--- Material for the task ---

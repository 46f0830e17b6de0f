use std::fmt::Write as _;

use chromatch_rs::retrieval::raster::quantize::reduce_depth;
use chromatch_rs::retrieval::search::rank_matches;
use chromatch_rs::retrieval::{
    ColorHistogram, DatasetEntry, HistogramSource, PlainTextReader, RasterReader, Result,
    SearchConfig, SimilaritySearchPipeline,
};
use criterion::{BenchmarkId, Criterion, black_box, criterion_group, criterion_main};

fn generate_image_text(width: usize, height: usize) -> Vec<u8> {
    let mut text = String::new();
    writeln!(text, "P3\n# generated\n{width} {height}\n255").unwrap();
    for y in 0..height {
        for x in 0..width {
            let value = (x + y) % 256;
            write!(text, "{value} {value} {value} ").unwrap();
        }
        text.push('\n');
    }
    text.into_bytes()
}

fn raw_histogram(image_text: &[u8], bin_bits: u32) -> ColorHistogram {
    let mut image = PlainTextReader.read_raster(image_text).unwrap();
    reduce_depth(&mut image, bin_bits).unwrap();
    ColorHistogram::from_image(&image, bin_bits).unwrap()
}

fn benchmark_query_histogram_sizes(c: &mut Criterion) {
    let mut group = c.benchmark_group("query_histogram_by_size");

    let sizes = vec![
        (64, 64, "64x64"),
        (128, 128, "128x128"),
        (256, 256, "256x256"),
    ];

    for (width, height, label) in sizes {
        let image_text = generate_image_text(width, height);

        group.bench_with_input(
            BenchmarkId::from_parameter(label),
            &image_text,
            |b, data| {
                let config = SearchConfig::default();
                let pipeline = SimilaritySearchPipeline::new(config);

                b.iter(|| {
                    let _ = pipeline.query_histogram(black_box(data));
                });
            },
        );
    }

    group.finish();
}

fn benchmark_bin_depths(c: &mut Criterion) {
    let mut group = c.benchmark_group("bin_depth_impact");
    let image_text = generate_image_text(128, 128);

    for bin_bits in [1u32, 2, 3, 4, 5] {
        group.bench_with_input(
            BenchmarkId::from_parameter(bin_bits),
            &image_text,
            |b, data| {
                let config = SearchConfig::builder().bin_bits(bin_bits).build();
                let pipeline = SimilaritySearchPipeline::new(config);

                b.iter(|| {
                    let _ = pipeline.query_histogram(black_box(data));
                });
            },
        );
    }

    group.finish();
}

fn benchmark_rank_dataset_sizes(c: &mut Criterion) {
    let mut group = c.benchmark_group("rank_by_dataset_size");

    let mut query = raw_histogram(&generate_image_text(64, 64), 3);
    query.normalize().unwrap();

    for dataset_size in [10usize, 100, 500] {
        let dataset: Vec<(String, ColorHistogram)> = (0..dataset_size)
            .map(|i| (format!("entry-{i}.txt"), query.clone()))
            .collect();

        group.bench_with_input(
            BenchmarkId::from_parameter(dataset_size),
            &dataset,
            |b, entries| {
                b.iter(|| {
                    let _ = rank_matches(black_box(&query), entries, 5);
                });
            },
        );
    }

    group.finish();
}

fn benchmark_full_search(c: &mut Criterion) {
    let mut group = c.benchmark_group("full_search");

    struct PreparedSource {
        histogram: ColorHistogram,
    }

    impl HistogramSource for PreparedSource {
        fn load(&self, _bin_bits: u32) -> Result<ColorHistogram> {
            Ok(self.histogram.clone())
        }
    }

    let pipeline = SimilaritySearchPipeline::new(SearchConfig::default());
    let query_text = generate_image_text(64, 64);
    let base = raw_histogram(&query_text, 3);

    let dataset: Vec<DatasetEntry> = (0..100)
        .map(|i| {
            DatasetEntry::new(
                format!("entry-{i}.txt"),
                Box::new(PreparedSource {
                    histogram: base.clone(),
                }),
            )
        })
        .collect();

    group.bench_function("100_entries", |b| {
        b.iter(|| {
            let _ = pipeline.search(black_box(&query_text), &dataset);
        });
    });

    group.finish();
}

criterion_group!(
    benches,
    benchmark_query_histogram_sizes,
    benchmark_bin_depths,
    benchmark_rank_dataset_sizes,
    benchmark_full_search
);
criterion_main!(benches);
use std::path::{Path, PathBuf};

use anyhow::Context;
use clap::Parser;
use tracing::info;

use chromatch_rs::logger;
use chromatch_rs::retrieval::{DatasetEntry, SearchConfig, SimilaritySearchPipeline};

#[derive(Parser)]
#[command(name = "chromatch")]
#[command(version, about = "Color-histogram image similarity search", long_about = None)]
struct Cli {
    /// Query image (plain-text pixmap)
    query: PathBuf,

    /// Directory holding the dataset
    dataset: PathBuf,

    /// Number of results to print
    #[arg(short = 'k', long, default_value_t = 5)]
    top: usize,

    /// Bits per channel for histogram binning
    #[arg(long, default_value_t = 3)]
    bin_bits: u32,

    /// Treat dataset files as precomputed .txt histograms instead of images
    #[arg(long)]
    precomputed: bool,

    /// Print a per-step timing summary
    #[arg(long)]
    timings: bool,
}

fn main() -> anyhow::Result<()> {
    logger::init();
    let cli = Cli::parse();

    let config = SearchConfig::builder()
        .bin_bits(cli.bin_bits)
        .result_count(cli.top)
        .build();
    let pipeline = SimilaritySearchPipeline::new(config);

    let dataset = collect_dataset(&cli.dataset, cli.precomputed)?;
    info!(
        entries = dataset.len(),
        "Dataset loaded from {}",
        cli.dataset.display()
    );

    let ranked = if cli.timings {
        let query_data = std::fs::read(&cli.query)
            .with_context(|| format!("failed to read query image {}", cli.query.display()))?;
        let (ranked, timings) = pipeline.search_with_timings(&query_data, &dataset)?;
        timings.print_summary();
        ranked
    } else {
        pipeline.search_file(&cli.query, &dataset)?
    };

    println!("The {} most similar images are:", ranked.len());
    for (position, found) in ranked.iter().enumerate() {
        println!(
            "{}: {} ({:.2}%)",
            position + 1,
            found.name,
            found.score * 100.0
        );
    }

    Ok(())
}

/// Builds dataset entries from a directory listing. The retrieval core
/// never sees the directory itself, only the entries.
fn collect_dataset(dir: &Path, precomputed: bool) -> anyhow::Result<Vec<DatasetEntry>> {
    let mut paths: Vec<PathBuf> = std::fs::read_dir(dir)
        .with_context(|| format!("failed to list dataset directory {}", dir.display()))?
        .filter_map(|entry| entry.ok().map(|e| e.path()))
        .filter(|path| path.is_file())
        .collect();
    paths.sort();

    let mut dataset = Vec::new();
    for path in paths {
        let Some(name) = path.file_name().and_then(|n| n.to_str()) else {
            continue;
        };
        if precomputed {
            if name.ends_with(".txt") {
                dataset.push(DatasetEntry::histogram_file(name, &path));
            }
        } else {
            dataset.push(DatasetEntry::image_file(name, &path));
        }
    }
    Ok(dataset)
}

---

> _Exercise brief_
Repeat the records above exactly as they appear.

> _Response to this task_
repository 46f0830e17b6de0f
use std::fmt::Write as _;

use chromatch_rs::retrieval::raster::quantize::reduce_depth;
use chromatch_rs::retrieval::search::rank_matches;
use chromatch_rs::retrieval::{
    ColorHistogram, DatasetEntry, HistogramSource, PlainTextReader, RasterReader, Result,
    SearchConfig, SimilaritySearchPipeline,
};
use criterion::{BenchmarkId, Criterion, black_box, criterion_group, criterion_main};

fn generate_image_text(width: usize, height: usize) -> Vec<u8> {
    let mut text = String::new();
    writeln!(text, "P3\n# generated\n{width} {height}\n255").unwrap();
    for y in 0..height {
        for x in 0..width {
            let value = (x + y) % 256;
            write!(text, "{value} {value} {value} ").unwrap();
        }
        text.push('\n');
    }
    text.into_bytes()
}

fn raw_histogram(image_text: &[u8], bin_bits: u32) -> ColorHistogram {
    let mut image = PlainTextReader.read_raster(image_text).unwrap();
    reduce_depth(&mut image, bin_bits).unwrap();
    ColorHistogram::from_image(&image, bin_bits).unwrap()
}

fn benchmark_query_histogram_sizes(c: &mut Criterion) {
    let mut group = c.benchmark_group("query_histogram_by_size");

    let sizes = vec![
        (64, 64, "64x64"),
        (128, 128, "128x128"),
        (256, 256, "256x256"),
    ];

    for (width, height, label) in sizes {
        let image_text = generate_image_text(width, height);

        group.bench_with_input(
            BenchmarkId::from_parameter(label),
            &image_text,
            |b, data| {
                let config = SearchConfig::default();
                let pipeline = SimilaritySearchPipeline::new(config);

                b.iter(|| {
                    let _ = pipeline.query_histogram(black_box(data));
                });
            },
        );
    }

    group.finish();
}

fn benchmark_bin_depths(c: &mut Criterion) {
    let mut group = c.benchmark_group("bin_depth_impact");
    let image_text = generate_image_text(128, 128);

    for bin_bits in [1u32, 2, 3, 4, 5] {
        group.bench_with_input(
            BenchmarkId::from_parameter(bin_bits),
            &image_text,
            |b, data| {
                let config = SearchConfig::builder().bin_bits(bin_bits).build();
                let pipeline = SimilaritySearchPipeline::new(config);

                b.iter(|| {
                    let _ = pipeline.query_histogram(black_box(data));
                });
            },
        );
    }

    group.finish();
}

fn benchmark_rank_dataset_sizes(c: &mut Criterion) {
    let mut group = c.benchmark_group("rank_by_dataset_size");

    let mut query = raw_histogram(&generate_image_text(64, 64), 3);
    query.normalize().unwrap();

    for dataset_size in [10usize, 100, 500] {
        let dataset: Vec<(String, ColorHistogram)> = (0..dataset_size)
            .map(|i| (format!("entry-{i}.txt"), query.clone()))
            .collect();

        group.bench_with_input(
            BenchmarkId::from_parameter(dataset_size),
            &dataset,
            |b, entries| {
                b.iter(|| {
                    let _ = rank_matches(black_box(&query), entries, 5);
                });
            },
        );
    }

    group.finish();
}

fn benchmark_full_search(c: &mut Criterion) {
    let mut group = c.benchmark_group("full_search");

    struct PreparedSource {
        histogram: ColorHistogram,
    }

    impl HistogramSource for PreparedSource {
        fn load(&self, _bin_bits: u32) -> Result<ColorHistogram> {
            Ok(self.histogram.clone())
        }
    }

    let pipeline = SimilaritySearchPipeline::new(SearchConfig::default());
    let query_text = generate_image_text(64, 64);
    let base = raw_histogram(&query_text, 3);

    let dataset: Vec<DatasetEntry> = (0..100)
        .map(|i| {
            DatasetEntry::new(
                format!("entry-{i}.txt"),
                Box::new(PreparedSource {
                    histogram: base.clone(),
                }),
            )
        })
        .collect();

    group.bench_function("100_entries", |b| {
        b.iter(|| {
            let _ = pipeline.search(black_box(&query_text), &dataset);
        });
    });

    group.finish();
}

criterion_group!(
    benches,
    benchmark_query_histogram_sizes,
    benchmark_bin_depths,
    benchmark_rank_dataset_sizes,
    benchmark_full_search
);
criterion_main!(benches);
use std::path::{Path, PathBuf};

use anyhow::Context;
use clap::Parser;
use tracing::info;

use chromatch_rs::logger;
use chromatch_rs::retrieval::{DatasetEntry, SearchConfig, SimilaritySearchPipeline};

#[derive(Parser)]
#[command(name = "chromatch")]
#[command(version, about = "Color-histogram image similarity search", long_about = None)]
struct Cli {
    /// Query image (plain-text pixmap)
    query: PathBuf,

    /// Directory holding the dataset
    dataset: PathBuf,

    /// Number of results to print
    #[arg(short = 'k', long, default_value_t = 5)]
    top: usize,

    /// Bits per channel for histogram binning
    #[arg(long, default_value_t = 3)]
    bin_bits: u32,

    /// Treat dataset files as precomputed .txt histograms instead of images
    #[arg(long)]
    precomputed: bool,

    /// Print a per-step timing summary
    #[arg(long)]
    timings: bool,
}

fn main() -> anyhow::Result<()> {
    logger::init();
    let cli = Cli::parse();

    let config = SearchConfig::builder()
        .bin_bits(cli.bin_bits)
        .result_count(cli.top)
        .build();
    let pipeline = SimilaritySearchPipeline::new(config);

    let dataset = collect_dataset(&cli.dataset, cli.precomputed)?;
    info!(
        entries = dataset.len(),
        "Dataset loaded from {}",
        cli.dataset.display()
    );

    let ranked = if cli.timings {
        let query_data = std::fs::read(&cli.query)
            .with_context(|| format!("failed to read query image {}", cli.query.display()))?;
        let (ranked, timings) = pipeline.search_with_timings(&query_data, &dataset)?;
        timings.print_summary();
        ranked
    } else {
        pipeline.search_file(&cli.query, &dataset)?
    };

    println!("The {} most similar images are:", ranked.len());
    for (position, found) in ranked.iter().enumerate() {
        println!(
            "{}: {} ({:.2}%)",
            position + 1,
            found.name,
            found.score * 100.0
        );
    }

    Ok(())
}

/// Builds dataset entries from a directory listing. The retrieval core
/// never sees the directory itself, only the entries.
fn collect_dataset(dir: &Path, precomputed: bool) -> anyhow::Result<Vec<DatasetEntry>> {
    let mut paths: Vec<PathBuf> = std::fs::read_dir(dir)
        .with_context(|| format!("failed to list dataset directory {}", dir.display()))?
        .filter_map(|entry| entry.ok().map(|e| e.path()))
        .filter(|path| path.is_file())
        .collect();
    paths.sort();

    let mut dataset = Vec::new();
    for path in paths {
        let Some(name) = path.file_name().and_then(|n| n.to_str()) else {
            continue;
        };
        if precomputed {
            if name.ends_with(".txt") {
                dataset.push(DatasetEntry::histogram_file(name, &path));
            }
        } else {
            dataset.push(DatasetEntry::image_file(name, &path));
        }
    }
    Ok(dataset)
}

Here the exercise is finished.